人生はよく旅に喩えられます。旅が楽しいのは、終わったあと帰るべき家があり、迎えてくれる家族があるからです。人生の旅も、終わったあとに帰るべきところがあります。念仏者はこの世の縁が尽きて往きつくところは、お浄土です。人生の旅が終わったあと、帰るところを知らないのは、漂流と同じと言わねばなりません。
他力とは、他人の力をいうのではありません。他力とは仏さまの願いのはたらきのことです。私たちは常に自己中心の考えに立ち、お互いを傷つけ合っています。その原因は真理に暗いこと(無明)にあります。そんな私たちを憐み、常に寄り添い、支えてくださっているのが仏さまです。

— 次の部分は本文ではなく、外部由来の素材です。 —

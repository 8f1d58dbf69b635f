//! Scene import boundary
//!
//! Importers hand back flat, de-indexed triangle lists together with a
//! material record per mesh. Mesh building consumes nothing else.

mod obj;

pub use obj::ObjImporter;

use glam::{Vec2, Vec3};
use std::path::Path;
use thiserror::Error;

#[derive(Error, Debug, Clone, PartialEq)]
pub enum ImportError {
    #[error("Failed to read '{path}': {message}")]
    Io { path: String, message: String },
    #[error("{file}:{line}: {message}")]
    Syntax {
        file: String,
        line: usize,
        message: String,
    },
    #[error("Unsupported scene format '{0}'")]
    UnsupportedFormat(String),
}

/// Material record of one imported mesh
#[derive(Debug, Clone, PartialEq)]
pub struct ImportedMaterial {
    pub name: String,
    pub ambient: Vec3,
    pub diffuse: Vec3,
    pub specular: Vec3,
    pub opacity: f32,
    /// Texture map paths as written in the source file
    pub diffuse_map: Option<String>,
    pub ambient_map: Option<String>,
    pub dispersion_map: Option<String>,
}

impl Default for ImportedMaterial {
    fn default() -> Self {
        Self {
            name: "default".to_string(),
            ambient: Vec3::splat(0.2),
            diffuse: Vec3::splat(0.8),
            specular: Vec3::ZERO,
            opacity: 1.0,
            diffuse_map: None,
            ambient_map: None,
            dispersion_map: None,
        }
    }
}

/// One mesh as a flat triangle list.
///
/// `normals` and `uvs` are either empty or hold one entry per position.
#[derive(Debug, Clone, Default, PartialEq)]
pub struct ImportedMesh {
    pub name: String,
    pub positions: Vec<Vec3>,
    pub normals: Vec<Vec3>,
    pub uvs: Vec<Vec2>,
    pub material: ImportedMaterial,
}

impl ImportedMesh {
    pub fn vertex_count(&self) -> usize {
        self.positions.len()
    }
}

/// Reads a scene file into meshes
pub trait SceneImporter {
    fn import(&self, path: &Path) -> Result<Vec<ImportedMesh>, ImportError>;
}

/// Reduce a texture path to its last path segment
pub fn last_path_segment(path: &str) -> &str {
    path.rsplit(['/', '\\']).next().unwrap_or(path)
}

#[cfg(test)]
mod tests {
    use super::*;

    #[test]
    fn test_last_path_segment() {
        assert_eq!(last_path_segment("textures/stone.png"), "stone.png");
        assert_eq!(last_path_segment("C:\\assets\\wood.jpg"), "wood.jpg");
        assert_eq!(last_path_segment("plain.png"), "plain.png");
    }
}
//! Transform component

use bevy_ecs::prelude::*;
use glam::{Mat3, Mat4, Quat, Vec3};

/// Below this determinant the model matrix is treated as singular
const SINGULAR_EPSILON: f32 = 1e-8;

/// Position, orientation and scale of an entity.
///
/// The model and normal matrices are cached and only recomputed by
/// [`Transform::update_matrices`]; the engine calls it once per frame before
/// rendering.
#[derive(Component, Debug, Clone, Copy)]
pub struct Transform {
    pub position: Vec3,
    pub rotation: Quat,
    pub scale: Vec3,
    model: Mat4,
    normal: Mat3,
}

impl Default for Transform {
    fn default() -> Self {
        Self {
            position: Vec3::ZERO,
            rotation: Quat::IDENTITY,
            scale: Vec3::ONE,
            model: Mat4::IDENTITY,
            normal: Mat3::IDENTITY,
        }
    }
}

impl Transform {
    pub fn new() -> Self {
        Self::default()
    }

    pub fn from_position(position: Vec3) -> Self {
        let mut transform = Self {
            position,
            ..Default::default()
        };
        transform.update_matrices();
        transform
    }

    pub fn from_position_rotation_scale(position: Vec3, rotation: Quat, scale: Vec3) -> Self {
        let mut transform = Self {
            position,
            rotation,
            scale,
            ..Default::default()
        };
        transform.update_matrices();
        transform
    }

    /// Model matrix computed from the current fields, bypassing the cache
    pub fn matrix(&self) -> Mat4 {
        Mat4::from_scale_rotation_translation(self.scale, self.rotation, self.position)
    }

    /// Recompute the cached model and normal matrices
    pub fn update_matrices(&mut self) {
        self.model = self.matrix();
        let linear = Mat3::from_mat4(self.model);
        if linear.determinant().abs() > SINGULAR_EPSILON {
            self.normal = linear.inverse().transpose();
        } else {
            log::warn!("Singular model matrix (scale {:?}), keeping previous normal matrix", self.scale);
        }
    }

    /// Cached model matrix as of the last `update_matrices`
    pub fn model_matrix(&self) -> Mat4 {
        self.model
    }

    /// Cached inverse-transpose of the model matrix's linear part
    pub fn normal_matrix(&self) -> Mat3 {
        self.normal
    }

    /// Local -Z in world space
    pub fn forward(&self) -> Vec3 {
        self.rotation * -Vec3::Z
    }

    pub fn right(&self) -> Vec3 {
        self.rotation * Vec3::X
    }

    pub fn up(&self) -> Vec3 {
        self.rotation * Vec3::Y
    }

    pub fn translate(&mut self, offset: Vec3) {
        self.position += offset;
    }

    /// Rotate around a world-space axis
    pub fn rotate_axis(&mut self, axis: Vec3, angle: f32) {
        let delta = Quat::from_axis_angle(axis.normalize(), angle);
        self.rotation = (delta * self.rotation).normalize();
    }

    /// Turn so that `forward()` points at `target`
    pub fn look_at(&mut self, target: Vec3, up: Vec3) {
        self.rotation = look_rotation(target - self.position, up);
    }
}

/// Orientation whose local -Z points along `direction`
pub(crate) fn look_rotation(direction: Vec3, up: Vec3) -> Quat {
    let Some(forward) = direction.try_normalize() else {
        return Quat::IDENTITY;
    };
    match up.cross(forward).try_normalize() {
        Some(right) => {
            let up = forward.cross(right);
            Quat::from_mat3(&Mat3::from_cols(-right, up, -forward))
        }
        // Looking straight along `up`
        None => Quat::from_rotation_arc(-Vec3::Z, forward),
    }
}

仏さまの願いを聞いて、与えられたいのちを力一杯生き抜きましょう。
「ナモアミダブツ」は阿弥陀如来の喚び声です。「必ずすくう、われにまかせよ」と私を喚び続けておられる喚び声なのです。その喚び声に気づいた私が、お礼の意味で「ナモアミダブツ」と返します。それが称名念仏です。
僧侶は職業というより、一つの生き方なのです。ただ寺に住んでいるだけではダメです。僧侶としての生き方を通して、他の人々に示唆を与える、そんな生き方が大切だと思っています。人間は、自分の力で生きているのではなく、仏の願いに生かされているのです。